Exercise requirements:
Lines below containing the word "wsums" should be copied out.

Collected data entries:

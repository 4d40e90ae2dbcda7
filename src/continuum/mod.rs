//! # Continuum correction models
//!
//! A synthetic spectrum interpolated from the grid never matches the broadband
//! shape of a real observation: flux calibration, extinction, and instrument
//! response all imprint smooth large-scale trends. The [`ContinuumModel`]
//! family estimates a smooth correction curve from the observed/synthetic
//! comparison and applies it to the synthetic spectrum before the residual is
//! formed.
//!
//! All variants share the same contract,
//! [`fit_and_apply`](ContinuumModel::fit_and_apply), so the fit routines are
//! agnostic to which one the configuration selects:
//!
//! * [`ContinuumModel::Polynomial`] – weighted Legendre least squares on the
//!   observed/synthetic ratio, multiplicative correction,
//! * [`ContinuumModel::AdditivePolynomial`] – same basis fitted on the
//!   observed − synthetic difference, additive correction,
//! * [`ContinuumModel::PeakToPeak`] – local upper-envelope knots through the
//!   ratio, robust against strong absorption features that drag a global
//!   polynomial down,
//! * [`ContinuumModel::Spline`] – natural cubic through locally averaged
//!   ratio knots,
//! * [`ContinuumModel::None`] – no correction (synthetic used as-is).
//!
//! When a variant cannot be fitted (too few usable pixels, singular system)
//! the synthetic spectrum is returned unchanged rather than failing the fit.

use nalgebra::{DMatrix, DVector};

use crate::constants::FLUX_RATIO_GUARD;
use crate::interpolate::spline;
use crate::specfit_errors::SpecfitError;
use crate::spectrum::Spectrum;

/// Family of continuum correction models.
#[derive(Debug, Clone, PartialEq)]
pub enum ContinuumModel {
    /// No correction; the synthetic spectrum is compared as-is.
    None,
    /// Multiplicative Legendre polynomial of the given degree.
    Polynomial { degree: usize },
    /// Additive Legendre polynomial of the given degree.
    AdditivePolynomial { degree: usize },
    /// Upper-envelope knots over `bins` wavelength bins, cubic through them.
    PeakToPeak { bins: usize },
    /// Natural cubic through `knots` locally averaged ratio knots.
    Spline { knots: usize },
}

impl Default for ContinuumModel {
    /// Degree-40 multiplicative Legendre polynomial.
    fn default() -> Self {
        ContinuumModel::Polynomial { degree: 40 }
    }
}

impl ContinuumModel {
    /// Rescale `synthetic` so its broadband shape matches `observed`.
    ///
    /// `weights` is the effective per-pixel weight array; pixels with zero
    /// weight do not influence the correction. The returned spectrum lives on
    /// the synthetic spectrum's own wavelength sampling.
    ///
    /// Errors
    /// ----------
    /// * [`SpecfitError::InvalidSpectrum`] – the two spectra (or the weight
    ///   array) are not on the same sampling.
    pub fn fit_and_apply(
        &self,
        synthetic: &Spectrum,
        observed: &Spectrum,
        weights: &[f64],
    ) -> Result<Spectrum, SpecfitError> {
        if !synthetic.same_sampling(observed) || weights.len() != synthetic.len() {
            return Err(SpecfitError::InvalidSpectrum(
                "continuum fit requires spectra and weights on one sampling".into(),
            ));
        }

        let mut out = synthetic.clone();
        match self {
            ContinuumModel::None => {}
            ContinuumModel::Polynomial { degree } => {
                let pts = ratio_points(synthetic, observed, weights);
                if let Some(curve) = polynomial_curve(synthetic.wave(), &pts, *degree) {
                    out.scale_by(&curve);
                } else {
                    log::debug!("continuum polynomial fit degenerate, skipping correction");
                }
            }
            ContinuumModel::AdditivePolynomial { degree } => {
                let pts = diff_points(synthetic, observed, weights);
                if let Some(curve) = polynomial_curve(synthetic.wave(), &pts, *degree) {
                    out.shift_by(&curve);
                }
            }
            ContinuumModel::PeakToPeak { bins } => {
                let pts = ratio_points(synthetic, observed, weights);
                if let Some(curve) = envelope_curve(synthetic.wave(), &pts, *bins) {
                    out.scale_by(&curve);
                }
            }
            ContinuumModel::Spline { knots } => {
                let pts = ratio_points(synthetic, observed, weights);
                if let Some(curve) = knot_curve(synthetic.wave(), &pts, *knots) {
                    out.scale_by(&curve);
                }
            }
        }
        Ok(out)
    }
}

/// One usable comparison pixel: wavelength, target value, weight.
struct FitPoint {
    wave: f64,
    value: f64,
    weight: f64,
}

fn ratio_points(synthetic: &Spectrum, observed: &Spectrum, weights: &[f64]) -> Vec<FitPoint> {
    (0..synthetic.len())
        .filter(|&i| weights[i] > 0.0 && synthetic.flux()[i].abs() > FLUX_RATIO_GUARD)
        .map(|i| FitPoint {
            wave: synthetic.wave()[i],
            value: observed.flux()[i] / synthetic.flux()[i],
            weight: weights[i],
        })
        .collect()
}

fn diff_points(synthetic: &Spectrum, observed: &Spectrum, weights: &[f64]) -> Vec<FitPoint> {
    (0..synthetic.len())
        .filter(|&i| weights[i] > 0.0)
        .map(|i| FitPoint {
            wave: synthetic.wave()[i],
            value: observed.flux()[i] - synthetic.flux()[i],
            weight: weights[i],
        })
        .collect()
}

/// Legendre polynomial basis row for `t` in [-1, 1].
fn legendre_row(t: f64, ncoef: usize) -> Vec<f64> {
    let mut row = Vec::with_capacity(ncoef);
    let mut p_prev = 1.0;
    let mut p = t;
    row.push(p_prev);
    if ncoef > 1 {
        row.push(p);
    }
    for k in 1..ncoef.saturating_sub(1) {
        let kf = k as f64;
        let p_next = ((2.0 * kf + 1.0) * t * p - kf * p_prev) / (kf + 1.0);
        row.push(p_next);
        p_prev = p;
        p = p_next;
    }
    row
}

/// Map a wavelength onto [-1, 1] over the full spectrum range.
fn normalize_wave(wave: &[f64], w: f64) -> f64 {
    let (lo, hi) = (wave[0], wave[wave.len() - 1]);
    if hi <= lo {
        return 0.0;
    }
    2.0 * (w - lo) / (hi - lo) - 1.0
}

/// Solve a least-squares system by SVD with a tolerance ladder, so nearly
/// collinear basis columns do not abort the continuum fit.
fn solve_least_squares(x: &DMatrix<f64>, y: &DVector<f64>) -> Option<DVector<f64>> {
    let svd = x.clone().svd(true, true);
    for &tol in &[1e-10, 1e-8, 1e-6] {
        if let Ok(beta) = svd.solve(y, tol) {
            if beta.iter().all(|v| v.is_finite()) {
                return Some(beta);
            }
        }
    }
    None
}

/// Weighted Legendre fit of the points, evaluated on the full wavelength array.
///
/// The degree shrinks to the number of points minus one when the data cannot
/// support the requested order. `None` when fewer than two points remain or
/// the system is singular.
fn polynomial_curve(wave: &[f64], pts: &[FitPoint], degree: usize) -> Option<Vec<f64>> {
    if pts.len() < 2 {
        return None;
    }
    let ncoef = degree.min(pts.len() - 1) + 1;

    let mut design = DMatrix::zeros(pts.len(), ncoef);
    let mut rhs = DVector::zeros(pts.len());
    for (i, pt) in pts.iter().enumerate() {
        let sw = pt.weight.sqrt();
        let row = legendre_row(normalize_wave(wave, pt.wave), ncoef);
        for (j, b) in row.iter().enumerate() {
            design[(i, j)] = sw * b;
        }
        rhs[i] = sw * pt.value;
    }

    let beta = solve_least_squares(&design, &rhs)?;
    Some(
        wave.iter()
            .map(|&w| {
                legendre_row(normalize_wave(wave, w), ncoef)
                    .iter()
                    .zip(beta.iter())
                    .map(|(b, c)| b * c)
                    .sum()
            })
            .collect(),
    )
}

/// Natural cubic through a knot sequence, evaluated on the wavelength array.
/// Wavelengths outside the knot range use the nearest edge segment.
fn spline_through(wave: &[f64], kx: &[f64], ky: &[f64]) -> Vec<f64> {
    let y2 = spline::second_derivs_scalar(kx, ky);
    wave.iter()
        .map(|&w| {
            let t = w.clamp(kx[0], kx[kx.len() - 1]);
            let seg = kx
                .partition_point(|x| *x < t)
                .saturating_sub(1)
                .min(kx.len() - 2);
            spline::eval_segment_scalar(kx, ky, &y2, seg, t)
        })
        .collect()
}

/// Upper-envelope knots: split the usable pixels into equal-width wavelength
/// bins and keep the peak ratio of each bin.
fn envelope_curve(wave: &[f64], pts: &[FitPoint], bins: usize) -> Option<Vec<f64>> {
    if pts.is_empty() || bins < 2 {
        return None;
    }
    let lo = wave[0];
    let width = (wave[wave.len() - 1] - lo) / bins as f64;

    let mut kx = Vec::with_capacity(bins);
    let mut ky = Vec::with_capacity(bins);
    for b in 0..bins {
        let (start, end) = (lo + b as f64 * width, lo + (b + 1) as f64 * width);
        let peak = pts
            .iter()
            .filter(|p| p.wave >= start && (p.wave < end || b == bins - 1))
            .max_by(|a, b| a.value.total_cmp(&b.value));
        if let Some(p) = peak {
            kx.push(p.wave);
            ky.push(p.value);
        }
    }
    (kx.len() >= 2).then(|| spline_through(wave, &kx, &ky))
}

/// Locally averaged knots: each usable pixel contributes to its nearest of
/// `knots` evenly spaced positions, weighted by its fit weight.
fn knot_curve(wave: &[f64], pts: &[FitPoint], knots: usize) -> Option<Vec<f64>> {
    if pts.is_empty() || knots < 2 {
        return None;
    }
    let lo = wave[0];
    let span = wave[wave.len() - 1] - lo;

    let mut sums = vec![0.0; knots];
    let mut wsums = vec![0.0; knots];
    for p in pts {
        let k = (((p.wave - lo) / span) * (knots - 1) as f64).round() as usize;
        let k = k.min(knots - 1);
        sums[k] += p.weight * p.value;
        wsums[k] += p.weight;
    }

    let mut kx = Vec::with_capacity(knots);
    let mut ky = Vec::with_capacity(knots);
    for k in 0..knots {
        if wsums[k] > 0.0 {
            kx.push(lo + span * k as f64 / (knots - 1) as f64);
            ky.push(sums[k] / wsums[k]);
        }
    }
    (kx.len() >= 2).then(|| spline_through(wave, &kx, &ky))
}

#[cfg(test)]
mod continuum_test {
    use super::*;
    use approx::assert_relative_eq;

    fn spectra_with_slope() -> (Spectrum, Spectrum, Vec<f64>) {
        let wave: Vec<f64> = (0..32).map(|i| 4000.0 + i as f64 * 10.0).collect();
        let synthetic = Spectrum::new(wave.clone(), vec![1.0; wave.len()]).unwrap();
        // observed continuum is a linear ramp of the synthetic
        let obs_flux: Vec<f64> = wave.iter().map(|w| 2.0 + 0.001 * (w - 4000.0)).collect();
        let observed = Spectrum::new(wave.clone(), obs_flux).unwrap();
        let weights = vec![1.0; wave.len()];
        (synthetic, observed, weights)
    }

    #[test]
    fn polynomial_recovers_linear_ramp() {
        let (synthetic, observed, weights) = spectra_with_slope();
        let model = ContinuumModel::Polynomial { degree: 3 };
        let out = model.fit_and_apply(&synthetic, &observed, &weights).unwrap();
        for (f, o) in out.flux().iter().zip(observed.flux()) {
            assert_relative_eq!(f, o, epsilon = 1e-8);
        }
    }

    #[test]
    fn additive_polynomial_recovers_offset() {
        let (synthetic, observed, weights) = spectra_with_slope();
        let model = ContinuumModel::AdditivePolynomial { degree: 1 };
        let out = model.fit_and_apply(&synthetic, &observed, &weights).unwrap();
        for (f, o) in out.flux().iter().zip(observed.flux()) {
            assert_relative_eq!(f, o, epsilon = 1e-8);
        }
    }

    #[test]
    fn none_variant_is_identity() {
        let (synthetic, observed, weights) = spectra_with_slope();
        let out = ContinuumModel::None
            .fit_and_apply(&synthetic, &observed, &weights)
            .unwrap();
        assert_eq!(out.flux(), synthetic.flux());
    }

    #[test]
    fn peak_to_peak_ignores_absorption_dips() {
        let wave: Vec<f64> = (0..64).map(|i| 4000.0 + i as f64 * 5.0).collect();
        let synthetic = Spectrum::new(wave.clone(), vec![1.0; wave.len()]).unwrap();
        // flat continuum at 2.0 with two deep absorption lines
        let mut obs_flux = vec![2.0; wave.len()];
        obs_flux[20] = 0.4;
        obs_flux[45] = 0.2;
        let observed = Spectrum::new(wave.clone(), obs_flux).unwrap();
        let weights = vec![1.0; wave.len()];

        let model = ContinuumModel::PeakToPeak { bins: 8 };
        let out = model.fit_and_apply(&synthetic, &observed, &weights).unwrap();
        // away from the lines the envelope must sit at the true continuum
        assert_relative_eq!(out.flux()[5], 2.0, epsilon = 1e-6);
        assert_relative_eq!(out.flux()[60], 2.0, epsilon = 1e-6);
    }

    #[test]
    fn degree_degrades_when_pixels_are_scarce() {
        let wave = vec![4000.0, 4010.0, 4020.0];
        let synthetic = Spectrum::new(wave.clone(), vec![1.0; 3]).unwrap();
        let observed = Spectrum::new(wave.clone(), vec![3.0; 3]).unwrap();
        let model = ContinuumModel::Polynomial { degree: 40 };
        let out = model
            .fit_and_apply(&synthetic, &observed, &[1.0, 1.0, 1.0])
            .unwrap();
        for f in out.flux() {
            assert_relative_eq!(*f, 3.0, epsilon = 1e-8);
        }
    }
}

Solved problem:
    let mut wsums = vec![0.0; knots];
        wsums[k] += p.weight;
        if wsums[k] > 0.0 {
            ky.push(sums[k] / wsums[k]);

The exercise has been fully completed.